Start of SOURCE DATA

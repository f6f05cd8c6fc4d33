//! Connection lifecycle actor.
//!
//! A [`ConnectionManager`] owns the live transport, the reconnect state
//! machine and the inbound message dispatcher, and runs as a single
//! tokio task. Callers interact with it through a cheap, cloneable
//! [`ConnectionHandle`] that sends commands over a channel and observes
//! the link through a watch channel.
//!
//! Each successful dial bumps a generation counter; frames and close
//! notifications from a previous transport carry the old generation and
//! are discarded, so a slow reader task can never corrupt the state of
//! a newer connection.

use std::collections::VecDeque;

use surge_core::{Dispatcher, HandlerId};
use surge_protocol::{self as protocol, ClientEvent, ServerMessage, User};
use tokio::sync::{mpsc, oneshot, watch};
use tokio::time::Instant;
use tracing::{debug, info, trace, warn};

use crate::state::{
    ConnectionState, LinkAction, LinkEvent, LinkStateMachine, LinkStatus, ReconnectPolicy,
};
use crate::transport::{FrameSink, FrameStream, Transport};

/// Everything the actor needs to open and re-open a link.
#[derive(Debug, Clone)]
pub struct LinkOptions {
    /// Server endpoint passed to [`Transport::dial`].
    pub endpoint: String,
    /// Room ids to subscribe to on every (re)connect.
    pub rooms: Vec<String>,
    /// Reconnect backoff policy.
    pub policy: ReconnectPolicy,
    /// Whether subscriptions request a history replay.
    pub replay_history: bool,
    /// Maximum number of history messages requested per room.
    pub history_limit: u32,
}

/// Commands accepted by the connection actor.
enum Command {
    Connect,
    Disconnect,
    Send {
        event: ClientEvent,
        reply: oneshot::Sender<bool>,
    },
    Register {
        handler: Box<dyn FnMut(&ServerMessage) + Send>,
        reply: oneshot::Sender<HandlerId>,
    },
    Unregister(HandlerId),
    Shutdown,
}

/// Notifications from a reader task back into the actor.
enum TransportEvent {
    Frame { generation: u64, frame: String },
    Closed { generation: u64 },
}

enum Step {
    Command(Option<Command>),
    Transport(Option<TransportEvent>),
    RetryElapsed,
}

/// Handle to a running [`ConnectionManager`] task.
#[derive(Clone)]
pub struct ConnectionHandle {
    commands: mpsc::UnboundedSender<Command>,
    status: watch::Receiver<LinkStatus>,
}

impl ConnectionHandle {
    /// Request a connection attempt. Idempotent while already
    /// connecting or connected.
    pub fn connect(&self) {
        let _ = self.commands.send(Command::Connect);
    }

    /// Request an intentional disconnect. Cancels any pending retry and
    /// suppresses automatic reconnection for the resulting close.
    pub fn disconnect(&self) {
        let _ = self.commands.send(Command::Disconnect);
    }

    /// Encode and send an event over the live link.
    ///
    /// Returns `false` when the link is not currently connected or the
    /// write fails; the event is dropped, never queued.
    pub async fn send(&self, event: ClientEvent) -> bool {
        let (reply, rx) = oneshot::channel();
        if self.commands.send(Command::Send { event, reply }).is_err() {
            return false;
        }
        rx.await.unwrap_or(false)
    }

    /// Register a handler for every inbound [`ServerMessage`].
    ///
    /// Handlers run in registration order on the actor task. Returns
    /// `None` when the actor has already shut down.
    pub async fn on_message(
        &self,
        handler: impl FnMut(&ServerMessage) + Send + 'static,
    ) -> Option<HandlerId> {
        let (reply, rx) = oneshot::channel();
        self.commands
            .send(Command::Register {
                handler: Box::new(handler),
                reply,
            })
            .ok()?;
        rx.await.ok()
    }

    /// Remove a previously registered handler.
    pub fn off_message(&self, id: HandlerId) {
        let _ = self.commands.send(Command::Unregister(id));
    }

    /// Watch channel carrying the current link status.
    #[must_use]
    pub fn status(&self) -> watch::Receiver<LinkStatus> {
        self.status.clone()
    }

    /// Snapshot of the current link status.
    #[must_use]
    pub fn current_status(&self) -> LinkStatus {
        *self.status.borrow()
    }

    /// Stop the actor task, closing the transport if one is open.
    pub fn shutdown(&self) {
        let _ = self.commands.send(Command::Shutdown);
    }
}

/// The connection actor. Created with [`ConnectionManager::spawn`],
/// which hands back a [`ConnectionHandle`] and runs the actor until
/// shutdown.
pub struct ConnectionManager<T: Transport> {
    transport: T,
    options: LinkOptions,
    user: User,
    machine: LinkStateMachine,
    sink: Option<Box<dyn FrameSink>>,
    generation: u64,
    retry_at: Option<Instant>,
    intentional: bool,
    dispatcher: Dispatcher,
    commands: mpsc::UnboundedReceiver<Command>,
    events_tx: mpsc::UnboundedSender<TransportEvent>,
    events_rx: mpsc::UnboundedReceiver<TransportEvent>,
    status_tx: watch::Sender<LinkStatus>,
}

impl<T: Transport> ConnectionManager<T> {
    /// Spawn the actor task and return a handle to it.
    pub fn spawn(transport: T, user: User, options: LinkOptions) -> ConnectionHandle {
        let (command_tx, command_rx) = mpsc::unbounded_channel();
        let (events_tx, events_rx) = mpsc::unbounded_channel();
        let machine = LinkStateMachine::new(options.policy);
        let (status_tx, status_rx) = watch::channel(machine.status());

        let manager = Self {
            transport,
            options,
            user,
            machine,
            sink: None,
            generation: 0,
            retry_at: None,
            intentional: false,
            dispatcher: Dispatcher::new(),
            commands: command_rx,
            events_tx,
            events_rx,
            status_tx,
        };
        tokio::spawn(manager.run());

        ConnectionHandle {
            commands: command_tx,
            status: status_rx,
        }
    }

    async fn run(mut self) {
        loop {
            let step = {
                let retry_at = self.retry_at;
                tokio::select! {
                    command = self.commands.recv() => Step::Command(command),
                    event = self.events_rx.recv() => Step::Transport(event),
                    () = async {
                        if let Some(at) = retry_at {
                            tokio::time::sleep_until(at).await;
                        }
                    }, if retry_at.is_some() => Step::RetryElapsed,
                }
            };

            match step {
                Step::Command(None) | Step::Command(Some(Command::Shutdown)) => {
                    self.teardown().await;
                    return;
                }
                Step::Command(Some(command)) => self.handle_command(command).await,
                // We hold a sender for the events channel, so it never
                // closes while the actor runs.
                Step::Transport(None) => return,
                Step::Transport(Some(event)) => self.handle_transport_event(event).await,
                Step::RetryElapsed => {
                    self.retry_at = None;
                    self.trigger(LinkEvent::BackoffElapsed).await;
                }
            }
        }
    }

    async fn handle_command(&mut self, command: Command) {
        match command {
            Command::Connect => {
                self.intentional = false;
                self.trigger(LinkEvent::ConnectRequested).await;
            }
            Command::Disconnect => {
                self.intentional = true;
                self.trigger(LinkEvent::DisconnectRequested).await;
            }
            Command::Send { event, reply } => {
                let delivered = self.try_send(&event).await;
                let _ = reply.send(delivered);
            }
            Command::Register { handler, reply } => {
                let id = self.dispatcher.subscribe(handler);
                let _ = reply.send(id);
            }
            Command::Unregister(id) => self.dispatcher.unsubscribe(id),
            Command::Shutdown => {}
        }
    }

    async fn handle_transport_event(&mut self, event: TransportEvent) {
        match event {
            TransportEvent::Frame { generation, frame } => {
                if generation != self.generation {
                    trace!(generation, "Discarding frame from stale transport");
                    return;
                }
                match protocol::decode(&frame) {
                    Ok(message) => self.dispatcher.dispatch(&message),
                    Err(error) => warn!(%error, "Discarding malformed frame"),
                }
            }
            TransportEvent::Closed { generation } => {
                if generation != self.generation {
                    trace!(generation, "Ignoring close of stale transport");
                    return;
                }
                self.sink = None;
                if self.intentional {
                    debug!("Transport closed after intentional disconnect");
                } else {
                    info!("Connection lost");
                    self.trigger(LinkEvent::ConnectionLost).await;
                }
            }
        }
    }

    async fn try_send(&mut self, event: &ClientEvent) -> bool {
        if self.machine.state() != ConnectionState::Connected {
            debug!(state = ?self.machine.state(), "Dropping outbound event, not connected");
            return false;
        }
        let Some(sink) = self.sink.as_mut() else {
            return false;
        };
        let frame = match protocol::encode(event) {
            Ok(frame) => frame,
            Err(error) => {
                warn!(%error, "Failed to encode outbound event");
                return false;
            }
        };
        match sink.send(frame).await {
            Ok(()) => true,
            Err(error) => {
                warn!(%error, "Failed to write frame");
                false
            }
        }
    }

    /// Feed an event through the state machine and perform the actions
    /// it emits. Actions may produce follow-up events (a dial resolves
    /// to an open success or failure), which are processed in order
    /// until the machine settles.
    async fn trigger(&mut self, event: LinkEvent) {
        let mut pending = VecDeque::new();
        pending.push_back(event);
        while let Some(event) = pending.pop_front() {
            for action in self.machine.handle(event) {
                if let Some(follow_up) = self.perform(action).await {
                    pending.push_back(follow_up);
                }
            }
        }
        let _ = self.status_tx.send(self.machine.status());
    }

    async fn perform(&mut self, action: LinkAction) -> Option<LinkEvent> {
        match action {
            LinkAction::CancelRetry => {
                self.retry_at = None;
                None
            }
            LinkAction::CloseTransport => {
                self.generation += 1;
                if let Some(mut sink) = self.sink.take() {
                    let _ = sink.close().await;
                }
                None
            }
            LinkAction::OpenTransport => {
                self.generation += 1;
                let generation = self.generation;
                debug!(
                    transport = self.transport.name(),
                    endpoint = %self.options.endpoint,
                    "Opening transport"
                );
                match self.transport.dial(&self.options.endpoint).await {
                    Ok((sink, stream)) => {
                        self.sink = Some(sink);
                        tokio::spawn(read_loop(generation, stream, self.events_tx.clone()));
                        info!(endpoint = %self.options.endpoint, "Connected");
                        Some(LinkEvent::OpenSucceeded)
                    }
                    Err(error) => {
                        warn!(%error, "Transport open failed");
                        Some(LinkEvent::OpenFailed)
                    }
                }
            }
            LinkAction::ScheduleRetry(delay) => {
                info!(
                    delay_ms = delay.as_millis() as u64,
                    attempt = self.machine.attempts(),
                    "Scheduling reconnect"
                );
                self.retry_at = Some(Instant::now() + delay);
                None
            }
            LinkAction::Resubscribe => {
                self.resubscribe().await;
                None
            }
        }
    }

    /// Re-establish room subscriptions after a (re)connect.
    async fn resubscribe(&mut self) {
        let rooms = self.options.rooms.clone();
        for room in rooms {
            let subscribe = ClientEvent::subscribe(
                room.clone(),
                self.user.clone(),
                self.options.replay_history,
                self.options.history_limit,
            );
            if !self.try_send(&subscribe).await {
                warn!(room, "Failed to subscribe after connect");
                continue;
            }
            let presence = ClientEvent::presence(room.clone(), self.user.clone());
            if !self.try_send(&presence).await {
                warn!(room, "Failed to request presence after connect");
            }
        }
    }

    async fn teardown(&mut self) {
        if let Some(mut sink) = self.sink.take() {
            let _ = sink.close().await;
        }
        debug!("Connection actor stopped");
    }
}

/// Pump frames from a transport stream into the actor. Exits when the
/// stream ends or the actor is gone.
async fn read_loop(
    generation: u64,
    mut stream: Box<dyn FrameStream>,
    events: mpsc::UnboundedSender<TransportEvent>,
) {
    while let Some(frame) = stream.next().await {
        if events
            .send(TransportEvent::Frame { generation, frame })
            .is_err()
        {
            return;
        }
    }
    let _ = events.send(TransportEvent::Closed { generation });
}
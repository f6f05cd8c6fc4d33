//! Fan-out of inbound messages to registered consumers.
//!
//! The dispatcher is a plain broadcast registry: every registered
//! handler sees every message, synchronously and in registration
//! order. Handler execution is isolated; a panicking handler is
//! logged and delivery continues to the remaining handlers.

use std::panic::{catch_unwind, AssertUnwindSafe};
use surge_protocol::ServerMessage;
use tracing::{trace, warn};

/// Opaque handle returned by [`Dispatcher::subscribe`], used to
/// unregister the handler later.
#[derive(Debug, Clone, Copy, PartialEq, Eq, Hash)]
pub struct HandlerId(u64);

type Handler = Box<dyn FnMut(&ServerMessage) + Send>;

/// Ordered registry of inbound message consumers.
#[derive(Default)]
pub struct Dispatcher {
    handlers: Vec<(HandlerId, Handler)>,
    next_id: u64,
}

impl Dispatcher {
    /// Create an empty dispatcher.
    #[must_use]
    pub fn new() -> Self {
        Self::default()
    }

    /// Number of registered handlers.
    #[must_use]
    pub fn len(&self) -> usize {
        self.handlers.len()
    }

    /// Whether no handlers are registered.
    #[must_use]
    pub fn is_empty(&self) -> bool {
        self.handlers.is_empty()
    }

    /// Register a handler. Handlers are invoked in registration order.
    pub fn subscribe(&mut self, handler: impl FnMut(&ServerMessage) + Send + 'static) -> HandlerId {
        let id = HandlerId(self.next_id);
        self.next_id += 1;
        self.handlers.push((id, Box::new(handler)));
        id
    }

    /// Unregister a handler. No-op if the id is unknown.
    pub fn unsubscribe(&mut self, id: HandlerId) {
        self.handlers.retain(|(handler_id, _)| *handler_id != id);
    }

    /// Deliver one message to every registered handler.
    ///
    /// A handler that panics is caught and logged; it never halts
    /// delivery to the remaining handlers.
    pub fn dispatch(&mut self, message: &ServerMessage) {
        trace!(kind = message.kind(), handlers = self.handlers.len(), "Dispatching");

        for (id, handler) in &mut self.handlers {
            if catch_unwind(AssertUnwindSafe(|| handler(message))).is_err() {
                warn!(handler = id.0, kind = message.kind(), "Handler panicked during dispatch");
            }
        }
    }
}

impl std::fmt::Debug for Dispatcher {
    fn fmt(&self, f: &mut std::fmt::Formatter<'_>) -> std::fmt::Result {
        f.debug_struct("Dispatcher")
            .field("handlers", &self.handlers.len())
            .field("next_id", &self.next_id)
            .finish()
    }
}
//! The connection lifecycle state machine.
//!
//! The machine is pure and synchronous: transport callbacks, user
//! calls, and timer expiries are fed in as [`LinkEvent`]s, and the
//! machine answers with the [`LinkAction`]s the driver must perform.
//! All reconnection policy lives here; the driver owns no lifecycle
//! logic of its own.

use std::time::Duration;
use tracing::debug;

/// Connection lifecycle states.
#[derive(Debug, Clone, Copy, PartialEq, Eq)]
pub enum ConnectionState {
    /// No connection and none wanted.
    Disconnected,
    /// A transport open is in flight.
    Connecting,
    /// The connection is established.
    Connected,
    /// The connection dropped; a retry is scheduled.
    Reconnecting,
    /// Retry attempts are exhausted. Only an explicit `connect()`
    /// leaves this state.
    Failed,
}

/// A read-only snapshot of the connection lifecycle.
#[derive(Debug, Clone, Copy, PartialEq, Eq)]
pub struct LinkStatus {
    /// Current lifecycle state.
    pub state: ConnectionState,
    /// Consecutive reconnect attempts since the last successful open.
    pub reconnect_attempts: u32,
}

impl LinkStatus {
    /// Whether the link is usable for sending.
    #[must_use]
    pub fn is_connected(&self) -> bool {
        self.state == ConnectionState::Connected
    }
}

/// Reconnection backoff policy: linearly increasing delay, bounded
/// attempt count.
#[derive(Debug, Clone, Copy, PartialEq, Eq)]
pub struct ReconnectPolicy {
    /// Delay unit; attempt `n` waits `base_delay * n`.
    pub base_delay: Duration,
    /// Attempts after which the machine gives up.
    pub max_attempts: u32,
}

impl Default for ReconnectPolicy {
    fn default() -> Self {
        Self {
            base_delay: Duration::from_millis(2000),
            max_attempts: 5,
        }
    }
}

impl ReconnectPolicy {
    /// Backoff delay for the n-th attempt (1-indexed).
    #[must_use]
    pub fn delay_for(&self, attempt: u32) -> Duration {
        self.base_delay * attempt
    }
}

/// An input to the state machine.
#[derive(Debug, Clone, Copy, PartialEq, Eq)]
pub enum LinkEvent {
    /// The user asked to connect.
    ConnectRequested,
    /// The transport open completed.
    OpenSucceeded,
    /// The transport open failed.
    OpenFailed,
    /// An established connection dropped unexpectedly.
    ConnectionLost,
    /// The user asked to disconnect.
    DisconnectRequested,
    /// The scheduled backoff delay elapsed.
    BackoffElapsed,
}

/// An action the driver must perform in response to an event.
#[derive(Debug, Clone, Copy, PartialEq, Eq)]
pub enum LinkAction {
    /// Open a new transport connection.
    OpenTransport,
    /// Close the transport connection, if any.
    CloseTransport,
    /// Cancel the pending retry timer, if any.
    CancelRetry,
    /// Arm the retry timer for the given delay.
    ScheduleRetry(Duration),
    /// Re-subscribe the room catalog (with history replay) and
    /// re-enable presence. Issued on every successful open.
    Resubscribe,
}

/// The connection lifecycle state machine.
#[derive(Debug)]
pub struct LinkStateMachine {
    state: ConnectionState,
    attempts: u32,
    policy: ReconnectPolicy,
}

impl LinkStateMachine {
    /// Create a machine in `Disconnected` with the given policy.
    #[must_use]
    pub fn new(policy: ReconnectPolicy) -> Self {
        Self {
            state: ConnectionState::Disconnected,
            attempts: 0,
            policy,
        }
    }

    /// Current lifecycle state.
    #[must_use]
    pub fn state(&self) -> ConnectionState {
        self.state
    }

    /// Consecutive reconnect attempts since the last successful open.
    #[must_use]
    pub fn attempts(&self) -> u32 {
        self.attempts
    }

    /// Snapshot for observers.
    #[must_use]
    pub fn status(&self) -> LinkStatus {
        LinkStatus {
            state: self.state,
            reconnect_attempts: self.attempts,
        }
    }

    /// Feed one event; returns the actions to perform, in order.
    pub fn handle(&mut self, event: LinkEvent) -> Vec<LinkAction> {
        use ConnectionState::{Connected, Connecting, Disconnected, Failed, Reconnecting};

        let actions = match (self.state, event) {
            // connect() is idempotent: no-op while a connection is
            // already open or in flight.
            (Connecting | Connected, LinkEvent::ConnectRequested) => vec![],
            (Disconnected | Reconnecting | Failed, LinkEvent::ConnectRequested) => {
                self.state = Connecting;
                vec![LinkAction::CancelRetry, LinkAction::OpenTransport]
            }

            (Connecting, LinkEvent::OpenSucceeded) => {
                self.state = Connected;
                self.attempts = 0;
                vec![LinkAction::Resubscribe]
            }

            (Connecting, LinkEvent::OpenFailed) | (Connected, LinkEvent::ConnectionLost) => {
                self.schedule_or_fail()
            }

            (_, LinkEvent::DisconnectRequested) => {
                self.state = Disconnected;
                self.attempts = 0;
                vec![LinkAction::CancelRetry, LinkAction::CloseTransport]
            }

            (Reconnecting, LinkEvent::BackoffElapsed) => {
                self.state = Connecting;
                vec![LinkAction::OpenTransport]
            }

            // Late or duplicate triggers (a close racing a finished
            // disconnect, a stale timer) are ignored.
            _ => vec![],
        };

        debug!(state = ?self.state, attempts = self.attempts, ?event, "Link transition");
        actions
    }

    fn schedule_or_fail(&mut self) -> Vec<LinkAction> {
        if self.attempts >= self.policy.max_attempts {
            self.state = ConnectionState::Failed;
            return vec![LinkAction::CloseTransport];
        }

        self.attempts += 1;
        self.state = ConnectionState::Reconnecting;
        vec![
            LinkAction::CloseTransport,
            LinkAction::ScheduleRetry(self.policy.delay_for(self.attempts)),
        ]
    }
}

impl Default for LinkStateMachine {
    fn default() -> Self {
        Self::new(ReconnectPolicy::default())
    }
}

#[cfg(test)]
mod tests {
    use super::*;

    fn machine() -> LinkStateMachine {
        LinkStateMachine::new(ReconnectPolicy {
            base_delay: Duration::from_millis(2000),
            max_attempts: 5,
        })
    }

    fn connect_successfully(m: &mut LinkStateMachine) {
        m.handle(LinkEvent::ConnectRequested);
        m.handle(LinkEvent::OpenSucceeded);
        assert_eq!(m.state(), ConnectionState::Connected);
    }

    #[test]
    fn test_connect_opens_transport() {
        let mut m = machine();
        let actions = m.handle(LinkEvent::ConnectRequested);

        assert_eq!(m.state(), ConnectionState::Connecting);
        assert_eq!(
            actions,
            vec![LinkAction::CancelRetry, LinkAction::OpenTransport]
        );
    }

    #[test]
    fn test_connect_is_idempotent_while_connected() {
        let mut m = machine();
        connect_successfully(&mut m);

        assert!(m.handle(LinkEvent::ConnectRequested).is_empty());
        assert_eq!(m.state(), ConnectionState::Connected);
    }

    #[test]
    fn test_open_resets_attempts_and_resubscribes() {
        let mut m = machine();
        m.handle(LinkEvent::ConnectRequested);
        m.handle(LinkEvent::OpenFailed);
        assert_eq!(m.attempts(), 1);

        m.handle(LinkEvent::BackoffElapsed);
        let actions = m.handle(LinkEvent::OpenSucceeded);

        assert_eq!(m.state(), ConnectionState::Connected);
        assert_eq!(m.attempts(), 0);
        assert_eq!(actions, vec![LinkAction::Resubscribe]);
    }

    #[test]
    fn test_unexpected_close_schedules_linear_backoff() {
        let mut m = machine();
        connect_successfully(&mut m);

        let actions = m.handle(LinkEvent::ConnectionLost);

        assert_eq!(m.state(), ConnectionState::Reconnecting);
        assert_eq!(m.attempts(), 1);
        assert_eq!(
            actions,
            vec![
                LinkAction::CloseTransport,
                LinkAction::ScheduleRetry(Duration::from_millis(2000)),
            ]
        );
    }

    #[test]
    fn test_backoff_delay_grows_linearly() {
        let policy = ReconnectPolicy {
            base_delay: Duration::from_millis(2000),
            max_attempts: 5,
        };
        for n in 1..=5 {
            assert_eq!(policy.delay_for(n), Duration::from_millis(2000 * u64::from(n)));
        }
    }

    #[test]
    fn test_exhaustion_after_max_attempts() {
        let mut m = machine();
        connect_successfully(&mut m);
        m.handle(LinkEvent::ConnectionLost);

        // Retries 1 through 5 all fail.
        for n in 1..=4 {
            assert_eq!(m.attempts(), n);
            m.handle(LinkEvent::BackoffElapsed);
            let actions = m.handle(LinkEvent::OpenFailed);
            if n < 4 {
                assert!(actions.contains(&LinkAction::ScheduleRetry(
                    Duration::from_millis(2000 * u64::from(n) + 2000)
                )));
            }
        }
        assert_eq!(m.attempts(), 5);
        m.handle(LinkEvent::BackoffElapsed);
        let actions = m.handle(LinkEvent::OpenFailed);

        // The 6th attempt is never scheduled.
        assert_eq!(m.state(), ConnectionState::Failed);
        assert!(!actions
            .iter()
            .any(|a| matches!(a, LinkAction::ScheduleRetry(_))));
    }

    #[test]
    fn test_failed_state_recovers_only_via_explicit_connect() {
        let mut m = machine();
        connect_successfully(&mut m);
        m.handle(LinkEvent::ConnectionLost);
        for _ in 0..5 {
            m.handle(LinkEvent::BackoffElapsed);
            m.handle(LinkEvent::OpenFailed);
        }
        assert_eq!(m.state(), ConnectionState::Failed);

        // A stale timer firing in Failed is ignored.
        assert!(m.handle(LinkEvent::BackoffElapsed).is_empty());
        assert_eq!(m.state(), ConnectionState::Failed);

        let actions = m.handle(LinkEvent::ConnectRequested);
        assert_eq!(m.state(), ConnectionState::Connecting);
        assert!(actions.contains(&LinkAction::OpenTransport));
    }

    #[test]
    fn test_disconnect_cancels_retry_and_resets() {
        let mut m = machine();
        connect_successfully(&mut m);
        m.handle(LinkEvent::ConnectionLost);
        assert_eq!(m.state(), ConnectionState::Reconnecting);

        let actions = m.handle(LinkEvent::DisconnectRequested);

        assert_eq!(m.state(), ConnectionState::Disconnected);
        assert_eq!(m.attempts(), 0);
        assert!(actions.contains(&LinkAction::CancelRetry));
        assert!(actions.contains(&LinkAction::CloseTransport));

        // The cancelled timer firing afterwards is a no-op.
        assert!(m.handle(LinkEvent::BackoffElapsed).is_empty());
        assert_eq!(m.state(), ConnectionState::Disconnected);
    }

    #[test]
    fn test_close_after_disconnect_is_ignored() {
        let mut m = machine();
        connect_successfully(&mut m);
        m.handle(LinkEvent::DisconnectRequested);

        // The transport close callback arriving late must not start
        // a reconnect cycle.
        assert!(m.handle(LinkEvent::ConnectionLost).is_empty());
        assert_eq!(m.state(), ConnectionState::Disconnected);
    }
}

End of SOURCE DATA

DIRECTIONS FOR THIS TASK – Wherever a line of the data holds "bool", copy that line.

ANSWER SPACE –
    pub replay_history: bool,
        reply: oneshot::Sender<bool>,
    pub async fn send(&self, event: ClientEvent) -> bool {
    intentional: bool,
    async fn try_send(&mut self, event: &ClientEvent) -> bool {
    pub fn is_empty(&self) -> bool {
    pub fn is_connected(&self) -> bool {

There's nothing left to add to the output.